Dataset entries.
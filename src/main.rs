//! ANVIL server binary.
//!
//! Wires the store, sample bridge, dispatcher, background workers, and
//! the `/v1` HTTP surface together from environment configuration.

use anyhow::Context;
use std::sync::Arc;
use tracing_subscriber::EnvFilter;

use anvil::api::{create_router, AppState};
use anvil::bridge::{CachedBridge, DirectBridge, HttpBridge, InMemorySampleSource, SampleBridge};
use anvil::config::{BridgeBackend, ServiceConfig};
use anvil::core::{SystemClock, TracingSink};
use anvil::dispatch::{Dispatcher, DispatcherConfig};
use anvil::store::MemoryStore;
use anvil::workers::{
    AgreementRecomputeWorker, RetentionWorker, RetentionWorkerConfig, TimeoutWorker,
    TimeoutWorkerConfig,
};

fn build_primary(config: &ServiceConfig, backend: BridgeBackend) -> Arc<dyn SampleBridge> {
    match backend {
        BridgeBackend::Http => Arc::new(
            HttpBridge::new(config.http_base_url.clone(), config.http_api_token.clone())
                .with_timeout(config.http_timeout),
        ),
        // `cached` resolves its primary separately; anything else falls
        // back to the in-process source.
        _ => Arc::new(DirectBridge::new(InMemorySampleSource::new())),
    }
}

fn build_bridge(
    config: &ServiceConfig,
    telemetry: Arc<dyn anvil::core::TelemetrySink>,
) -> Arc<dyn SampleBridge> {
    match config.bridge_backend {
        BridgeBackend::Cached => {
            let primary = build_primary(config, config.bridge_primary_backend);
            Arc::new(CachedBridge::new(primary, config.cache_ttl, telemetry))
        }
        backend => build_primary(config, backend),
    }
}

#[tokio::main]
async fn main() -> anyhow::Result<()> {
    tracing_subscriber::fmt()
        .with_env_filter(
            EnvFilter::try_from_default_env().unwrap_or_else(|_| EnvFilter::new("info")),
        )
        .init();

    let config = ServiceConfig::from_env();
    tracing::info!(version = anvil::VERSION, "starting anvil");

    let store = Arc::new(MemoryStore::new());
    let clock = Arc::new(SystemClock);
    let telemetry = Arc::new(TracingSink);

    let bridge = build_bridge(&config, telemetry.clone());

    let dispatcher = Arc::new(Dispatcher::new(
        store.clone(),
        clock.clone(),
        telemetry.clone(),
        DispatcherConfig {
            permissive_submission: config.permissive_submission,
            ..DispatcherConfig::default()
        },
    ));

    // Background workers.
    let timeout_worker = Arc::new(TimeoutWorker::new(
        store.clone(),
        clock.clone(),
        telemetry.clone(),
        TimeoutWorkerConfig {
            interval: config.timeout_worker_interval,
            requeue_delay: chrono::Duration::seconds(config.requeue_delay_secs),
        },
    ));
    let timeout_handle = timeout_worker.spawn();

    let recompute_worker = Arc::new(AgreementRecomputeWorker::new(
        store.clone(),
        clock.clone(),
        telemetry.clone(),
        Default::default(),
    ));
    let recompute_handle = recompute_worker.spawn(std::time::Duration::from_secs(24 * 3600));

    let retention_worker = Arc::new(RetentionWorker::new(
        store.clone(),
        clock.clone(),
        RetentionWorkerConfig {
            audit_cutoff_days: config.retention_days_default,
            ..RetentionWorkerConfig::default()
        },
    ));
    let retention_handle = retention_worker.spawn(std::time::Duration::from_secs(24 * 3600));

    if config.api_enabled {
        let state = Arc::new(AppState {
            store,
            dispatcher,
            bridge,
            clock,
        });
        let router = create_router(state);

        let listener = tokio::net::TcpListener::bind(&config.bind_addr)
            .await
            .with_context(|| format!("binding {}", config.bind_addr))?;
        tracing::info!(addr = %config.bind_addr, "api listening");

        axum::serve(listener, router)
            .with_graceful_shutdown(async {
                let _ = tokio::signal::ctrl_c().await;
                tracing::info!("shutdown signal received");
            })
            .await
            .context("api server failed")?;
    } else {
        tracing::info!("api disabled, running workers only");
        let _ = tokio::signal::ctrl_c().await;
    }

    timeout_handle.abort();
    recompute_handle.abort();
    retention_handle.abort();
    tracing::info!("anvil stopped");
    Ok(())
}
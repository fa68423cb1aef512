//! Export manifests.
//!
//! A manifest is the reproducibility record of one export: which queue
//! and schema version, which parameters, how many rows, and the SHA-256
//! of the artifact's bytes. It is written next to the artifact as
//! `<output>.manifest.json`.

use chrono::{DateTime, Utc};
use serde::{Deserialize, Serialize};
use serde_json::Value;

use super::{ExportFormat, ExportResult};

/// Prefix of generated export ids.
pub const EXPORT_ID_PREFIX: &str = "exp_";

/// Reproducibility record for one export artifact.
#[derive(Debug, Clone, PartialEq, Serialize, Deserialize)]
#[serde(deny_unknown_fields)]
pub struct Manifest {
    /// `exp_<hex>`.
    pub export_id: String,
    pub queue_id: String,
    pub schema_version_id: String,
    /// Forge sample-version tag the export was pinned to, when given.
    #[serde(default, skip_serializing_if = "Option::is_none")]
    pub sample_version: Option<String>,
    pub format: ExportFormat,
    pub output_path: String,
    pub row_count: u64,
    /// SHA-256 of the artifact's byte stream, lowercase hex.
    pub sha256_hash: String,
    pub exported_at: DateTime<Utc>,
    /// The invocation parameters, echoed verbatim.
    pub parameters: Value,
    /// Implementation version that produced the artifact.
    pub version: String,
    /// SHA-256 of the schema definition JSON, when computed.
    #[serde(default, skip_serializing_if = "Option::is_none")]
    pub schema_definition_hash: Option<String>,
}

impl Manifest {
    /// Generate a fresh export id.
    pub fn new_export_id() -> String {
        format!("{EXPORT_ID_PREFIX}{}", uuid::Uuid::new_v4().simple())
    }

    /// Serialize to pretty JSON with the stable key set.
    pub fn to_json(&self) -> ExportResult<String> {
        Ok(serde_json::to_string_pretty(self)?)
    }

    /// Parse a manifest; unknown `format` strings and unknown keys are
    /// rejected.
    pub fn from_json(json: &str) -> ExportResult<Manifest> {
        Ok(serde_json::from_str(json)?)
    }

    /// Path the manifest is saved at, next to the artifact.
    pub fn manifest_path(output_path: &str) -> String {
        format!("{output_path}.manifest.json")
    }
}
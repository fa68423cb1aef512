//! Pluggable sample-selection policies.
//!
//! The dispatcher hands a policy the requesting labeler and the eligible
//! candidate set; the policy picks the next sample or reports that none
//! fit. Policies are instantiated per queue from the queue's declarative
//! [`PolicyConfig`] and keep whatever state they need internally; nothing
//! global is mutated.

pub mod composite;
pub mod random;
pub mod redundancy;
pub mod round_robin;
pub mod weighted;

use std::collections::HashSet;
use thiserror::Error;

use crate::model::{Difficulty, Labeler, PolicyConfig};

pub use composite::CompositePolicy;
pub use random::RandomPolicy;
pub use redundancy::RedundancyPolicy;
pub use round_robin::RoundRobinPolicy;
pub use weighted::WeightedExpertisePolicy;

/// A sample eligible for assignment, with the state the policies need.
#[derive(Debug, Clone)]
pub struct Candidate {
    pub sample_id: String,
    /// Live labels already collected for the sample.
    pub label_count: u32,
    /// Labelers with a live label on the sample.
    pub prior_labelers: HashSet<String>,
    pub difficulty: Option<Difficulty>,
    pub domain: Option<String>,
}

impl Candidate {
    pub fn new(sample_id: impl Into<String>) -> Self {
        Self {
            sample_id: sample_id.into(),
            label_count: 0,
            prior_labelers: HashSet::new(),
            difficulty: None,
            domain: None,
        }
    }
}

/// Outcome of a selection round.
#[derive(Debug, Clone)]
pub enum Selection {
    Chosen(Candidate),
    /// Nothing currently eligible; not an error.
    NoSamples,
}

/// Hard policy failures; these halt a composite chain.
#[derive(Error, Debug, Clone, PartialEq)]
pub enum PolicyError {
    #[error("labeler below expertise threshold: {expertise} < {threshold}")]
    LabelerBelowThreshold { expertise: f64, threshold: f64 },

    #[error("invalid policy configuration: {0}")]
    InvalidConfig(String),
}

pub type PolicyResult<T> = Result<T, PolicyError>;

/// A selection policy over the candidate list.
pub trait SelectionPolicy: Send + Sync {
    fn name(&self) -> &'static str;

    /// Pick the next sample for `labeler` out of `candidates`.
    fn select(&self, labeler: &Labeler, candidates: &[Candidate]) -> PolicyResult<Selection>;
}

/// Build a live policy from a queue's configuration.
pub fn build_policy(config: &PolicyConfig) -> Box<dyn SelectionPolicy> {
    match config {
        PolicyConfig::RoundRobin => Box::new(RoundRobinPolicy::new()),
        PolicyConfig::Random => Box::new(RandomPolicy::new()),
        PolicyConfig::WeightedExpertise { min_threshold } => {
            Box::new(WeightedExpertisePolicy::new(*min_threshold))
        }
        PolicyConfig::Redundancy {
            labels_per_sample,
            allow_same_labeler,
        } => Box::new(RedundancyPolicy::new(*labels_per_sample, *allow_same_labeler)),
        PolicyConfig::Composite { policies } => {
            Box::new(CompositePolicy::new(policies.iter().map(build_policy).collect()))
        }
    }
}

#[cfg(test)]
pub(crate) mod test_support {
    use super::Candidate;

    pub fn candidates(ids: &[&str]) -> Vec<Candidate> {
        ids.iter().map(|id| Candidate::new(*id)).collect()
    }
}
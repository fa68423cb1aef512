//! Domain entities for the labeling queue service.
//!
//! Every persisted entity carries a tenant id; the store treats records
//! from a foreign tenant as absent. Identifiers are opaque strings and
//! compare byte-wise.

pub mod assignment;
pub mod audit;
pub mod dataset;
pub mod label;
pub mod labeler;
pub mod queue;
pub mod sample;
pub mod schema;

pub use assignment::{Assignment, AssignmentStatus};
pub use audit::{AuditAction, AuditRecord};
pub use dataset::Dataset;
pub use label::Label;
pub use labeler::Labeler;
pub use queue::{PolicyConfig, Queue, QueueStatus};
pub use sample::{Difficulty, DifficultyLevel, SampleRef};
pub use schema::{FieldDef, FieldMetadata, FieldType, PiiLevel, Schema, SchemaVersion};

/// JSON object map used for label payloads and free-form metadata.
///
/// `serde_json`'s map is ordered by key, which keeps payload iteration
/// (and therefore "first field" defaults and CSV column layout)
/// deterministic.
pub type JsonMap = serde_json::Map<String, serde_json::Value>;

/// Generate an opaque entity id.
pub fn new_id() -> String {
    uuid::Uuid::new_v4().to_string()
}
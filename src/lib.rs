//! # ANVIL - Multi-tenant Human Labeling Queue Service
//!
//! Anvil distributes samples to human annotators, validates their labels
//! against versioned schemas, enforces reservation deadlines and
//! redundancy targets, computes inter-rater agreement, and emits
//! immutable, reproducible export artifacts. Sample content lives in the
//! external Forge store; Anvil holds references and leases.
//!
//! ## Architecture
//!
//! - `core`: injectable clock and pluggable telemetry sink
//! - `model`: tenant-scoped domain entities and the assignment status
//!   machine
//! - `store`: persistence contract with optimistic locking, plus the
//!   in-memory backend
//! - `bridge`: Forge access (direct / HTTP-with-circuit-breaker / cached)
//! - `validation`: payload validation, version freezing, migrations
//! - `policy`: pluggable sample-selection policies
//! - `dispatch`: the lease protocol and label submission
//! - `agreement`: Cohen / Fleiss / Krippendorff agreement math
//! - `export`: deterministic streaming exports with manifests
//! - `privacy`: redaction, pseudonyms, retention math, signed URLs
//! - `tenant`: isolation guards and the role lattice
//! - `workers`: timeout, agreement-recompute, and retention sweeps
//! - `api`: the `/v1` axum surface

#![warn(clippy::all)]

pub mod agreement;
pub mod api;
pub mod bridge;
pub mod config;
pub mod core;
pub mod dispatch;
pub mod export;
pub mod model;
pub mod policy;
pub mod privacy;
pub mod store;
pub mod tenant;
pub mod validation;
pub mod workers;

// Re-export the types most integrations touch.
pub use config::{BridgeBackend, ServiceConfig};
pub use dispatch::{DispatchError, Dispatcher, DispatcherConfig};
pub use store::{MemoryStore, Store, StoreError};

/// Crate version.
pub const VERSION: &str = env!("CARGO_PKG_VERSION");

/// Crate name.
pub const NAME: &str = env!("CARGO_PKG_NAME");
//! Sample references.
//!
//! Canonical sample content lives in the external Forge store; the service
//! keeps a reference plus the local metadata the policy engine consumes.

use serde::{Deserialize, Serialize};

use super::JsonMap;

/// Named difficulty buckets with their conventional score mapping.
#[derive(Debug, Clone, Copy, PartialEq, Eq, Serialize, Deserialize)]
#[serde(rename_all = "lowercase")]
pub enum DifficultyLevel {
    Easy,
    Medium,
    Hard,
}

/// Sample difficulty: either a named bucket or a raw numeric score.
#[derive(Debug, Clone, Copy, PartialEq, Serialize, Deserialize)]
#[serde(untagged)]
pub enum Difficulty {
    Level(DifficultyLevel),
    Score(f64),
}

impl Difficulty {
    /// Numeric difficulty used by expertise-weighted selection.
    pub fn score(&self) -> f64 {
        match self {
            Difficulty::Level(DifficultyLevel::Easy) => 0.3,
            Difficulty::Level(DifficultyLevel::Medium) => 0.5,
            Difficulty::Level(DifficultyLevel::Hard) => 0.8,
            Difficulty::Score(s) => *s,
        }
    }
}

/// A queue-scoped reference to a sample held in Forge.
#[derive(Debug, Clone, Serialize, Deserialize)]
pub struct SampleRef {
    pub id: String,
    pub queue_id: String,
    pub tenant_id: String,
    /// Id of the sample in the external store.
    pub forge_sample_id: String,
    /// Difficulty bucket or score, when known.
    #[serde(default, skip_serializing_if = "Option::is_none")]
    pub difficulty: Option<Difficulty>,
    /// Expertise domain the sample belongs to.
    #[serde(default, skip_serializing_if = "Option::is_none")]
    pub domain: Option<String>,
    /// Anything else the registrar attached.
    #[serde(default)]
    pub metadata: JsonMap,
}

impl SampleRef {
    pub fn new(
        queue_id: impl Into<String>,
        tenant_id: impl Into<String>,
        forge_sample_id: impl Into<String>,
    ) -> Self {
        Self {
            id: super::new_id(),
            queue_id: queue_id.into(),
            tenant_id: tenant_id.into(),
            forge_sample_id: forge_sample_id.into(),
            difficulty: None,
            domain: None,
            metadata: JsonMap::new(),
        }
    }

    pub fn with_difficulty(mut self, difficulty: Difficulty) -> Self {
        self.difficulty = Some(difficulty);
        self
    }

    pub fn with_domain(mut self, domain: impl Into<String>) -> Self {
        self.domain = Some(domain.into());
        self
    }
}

YOUR GOAL.
From the entries above, extract only the lines running from the one containing "let listener = tokio::net::TcpListener::bind(&config.bind_addr)" through the one containing "axum::serve(listener, router)", inclusive.

EXERCISE RESULT.
        let listener = tokio::net::TcpListener::bind(&config.bind_addr)
            .await
            .with_context(|| format!("binding {}", config.bind_addr))?;
        tracing::info!(addr = %config.bind_addr, "api listening");

        axum::serve(listener, router)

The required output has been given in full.